Improved prognostic accuracy by TP may help for a better counseling of PCa patients during treatment decision-making and for anticipating the potential need for multimodal strategies in very high-risk disease. First, the added value of TB for risk stratification may also play a role on the decision to perform lymphadenectomy and on the guidance of its extent. Gandaglia et al. have recently updated the Briganti’s nomogram which defined the risk of lymph node involvement and the need for lymph node dissection [23]. The integration of MRI and TB into a new nomogram significantly improved its accuracy, in addition to other standard parameters. All patients in the present study had a positive MRI and underwent targeted biopsies. Therefore, we could not guarantee that this new risk classification was also accurate for patients having a negative MRI. It would be interesting to assess the performance of standard/new risk classifications in the subset of patients with negative MRI. Unfortunately, our dataset only included MRI-positive patients which represent about 80% of contemporary patients receiving biopsies according to recent prospective trials [4, 7].

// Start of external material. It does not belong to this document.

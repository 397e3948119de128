mod fetcher;

pub use fetcher::{GtfsFetcher, CANONICAL_ARCHIVE, REQUIRED_TABLES};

Second, the improvement of risk stratification may modify treatment planning before radiotherapy decision-making. Reed et al. reported that TB led to intensified strategies in 16% of patients (Reed). Dix et al. demonstrated that TB resulted in 13% more androgen deprivation therapy regimens and in a 26% increase of more aggressive radiotherapy treatments compared to SB pathology results [22]. Nevertheless, no final pathology based on RP specimens was available in such series.

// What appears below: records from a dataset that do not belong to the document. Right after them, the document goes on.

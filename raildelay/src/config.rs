//! pipeline configuration: environment variables layered over an optional
//! JSON secrets file. components never read the environment themselves;
//! the orchestrator threads this struct down.

use std::collections::HashMap;
use std::path::{Path, PathBuf};

use serde::Deserialize;

use crate::error::EtlError;

/// environment variables are read with this prefix, e.g.
/// `RAILDELAY_API_USER`
pub const ENV_PREFIX: &str = "RAILDELAY";

/// basename of the optional secrets file (`secret.json`)
pub const SECRETS_FILE: &str = "secret";

const KNOWN_KEYS: [&str; 13] = [
    "api_user",
    "api_password",
    "api_base_url",
    "gtfs_index_url",
    "data_dir",
    "stations_file",
    "max_per_minute",
    "cycle_time_sec",
    "stop_time_sec",
    "retry_timeout_sec",
    "median_window_sec",
    "snapshot_bucket",
    "training_bucket",
];

#[derive(Debug, Clone, Deserialize)]
pub struct EtlConfig {
    #[serde(default)]
    pub api_user: String,
    #[serde(default)]
    pub api_password: String,
    #[serde(default = "default_api_base_url")]
    pub api_base_url: String,
    #[serde(default = "default_gtfs_index_url")]
    pub gtfs_index_url: String,
    #[serde(default = "default_data_dir")]
    pub data_dir: PathBuf,
    /// CSV file of 8-digit station codes; defaults to
    /// `<data_dir>/all_stations.csv`
    #[serde(default)]
    pub stations_file: Option<PathBuf>,
    #[serde(default = "default_max_per_minute")]
    pub max_per_minute: u32,
    #[serde(default = "default_cycle_time_sec")]
    pub cycle_time_sec: u64,
    #[serde(default = "default_stop_time_sec")]
    pub stop_time_sec: u64,
    #[serde(default = "default_retry_timeout_sec")]
    pub retry_timeout_sec: u64,
    #[serde(default = "default_median_window_sec")]
    pub median_window_sec: i64,
    #[serde(default)]
    pub snapshot_bucket: Option<String>,
    #[serde(default)]
    pub training_bucket: Option<String>,
}

fn default_api_base_url() -> String {
    String::from("http://api.transilien.com")
}

fn default_gtfs_index_url() -> String {
    String::from(
        "https://ressources.data.sncf.com/explore/dataset/sncf-transilien-gtfs/download/?format=csv",
    )
}

fn default_data_dir() -> PathBuf {
    PathBuf::from("data")
}

fn default_max_per_minute() -> u32 {
    300
}

fn default_cycle_time_sec() -> u64 {
    1200
}

fn default_stop_time_sec() -> u64 {
    3500
}

fn default_retry_timeout_sec() -> u64 {
    20
}

fn default_median_window_sec() -> i64 {
    1200
}

impl Default for EtlConfig {
    fn default() -> Self {
        serde_json::from_value(serde_json::json!({})).expect("empty config deserializes")
    }
}

impl EtlConfig {
    /// loads configuration: environment (prefixed) over the optional
    /// `secret.json` file in the working directory. unknown keys are
    /// reported with a warning and otherwise ignored.
    pub fn load() -> Result<EtlConfig, EtlError> {
        let raw = config::Config::builder()
            .add_source(config::File::with_name(SECRETS_FILE).required(false))
            .add_source(config::Environment::with_prefix(ENV_PREFIX))
            .build()
            .map_err(|e| EtlError::Configuration(e.to_string()))?;
        warn_unknown_keys(&raw);
        raw.try_deserialize()
            .map_err(|e| EtlError::Configuration(e.to_string()))
    }

    pub fn schedule_db_path(&self) -> PathBuf {
        self.data_dir.join("schedules.db")
    }

    pub fn realtime_db_path(&self) -> PathBuf {
        self.data_dir.join("realtime-passages")
    }

    pub fn training_dir(&self) -> PathBuf {
        self.data_dir.join("training_sets")
    }

    /// the 8-digit station codes to poll, from the configured stations
    /// file or `<data_dir>/all_stations.csv`
    pub fn station_ids(&self) -> Result<Vec<String>, EtlError> {
        let path = self
            .stations_file
            .clone()
            .unwrap_or_else(|| self.data_dir.join("all_stations.csv"));
        read_station_file(&path)
    }

    /// polling needs vendor credentials; everything else runs without them
    pub fn validate_for_polling(&self) -> Result<(), EtlError> {
        if self.api_user.is_empty() {
            return Err(EtlError::Configuration(String::from(
                "api_user is not set (environment or secret.json)",
            )));
        }
        Ok(())
    }
}

fn warn_unknown_keys(raw: &config::Config) {
    if let Ok(map) = raw.clone().try_deserialize::<HashMap<String, config::Value>>() {
        for key in map.keys() {
            if !KNOWN_KEYS.contains(&key.as_str()) {
                log::warn!("unknown configuration key '{key}' ignored");
            }
        }
    }
}

fn read_station_file(path: &Path) -> Result<Vec<String>, EtlError> {
    let content = std::fs::read_to_string(path).map_err(|e| {
        EtlError::Configuration(format!("cannot read station list {}: {e}", path.display()))
    })?;
    let stations: Vec<String> = content
        .split([',', '\n', '\r'])
        .map(|s| s.trim())
        .filter(|s| !s.is_empty())
        .map(|s| s.to_string())
        .collect();
    if stations.is_empty() {
        return Err(EtlError::Configuration(format!(
            "station list {} is empty",
            path.display()
        )));
    }
    Ok(stations)
}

The main limitation was the lack of strong clinical endpoints, such as metastasis-free, cancer-specific or overall survival. However, the recommendations favouring the MRI pathway have been recently updated and we cannot get enough follow-up to assess such endpoints. Moreover, EAU guidelines support the use of such recurrence risk prediction tools for treatment decision-making [1]. The two-center design of our study may be a limitation. Nevertheless, all radiologists and biopsy operators involved in the study were highly experienced and beyond their learning curves since the beginning of the study period. The same fusion computer-assisted software was used in the two institutions which reduced interpretation biases [24]. Pathology was not formally re-reviewed, but was interpreted by senior, fellowship trained, uropathologists in both centers. Analyses were not altered after stratification by center status.

Conclusions

MRI-TB mainly leads to reclassification to a higher risk group, which is likely to be accompanied by important changes in risk group distribution and pre-treatment prognostic assessment compared with a diagnostic pathway only based on SB. Thus, the EAU risk group classification which is historically based on tumor grade obtained by SB does not accurately dichotomize low- and intermediate-risk PCa in terms of biochemical recurrence, when MRI and TB are integrated into the diagnostic pathway. The new easy-to-use three-group classification we propose includes grade group 2 cancer within the low-risk group and improves the risk prediction of biochemical recurrence for patients undergoing a TB-based diagnostic pathway. We have also built a four-group classification that better defines very high-risk patients (grade group 5 or clinical ≥ T2c disease) who could benefit from more aggressive adjuvant therapies. External studies and longer follow-up are needed to confirm the superiority of this new classification for recurrence prediction in the opening era of MRI and TB-driven biopsy pathway.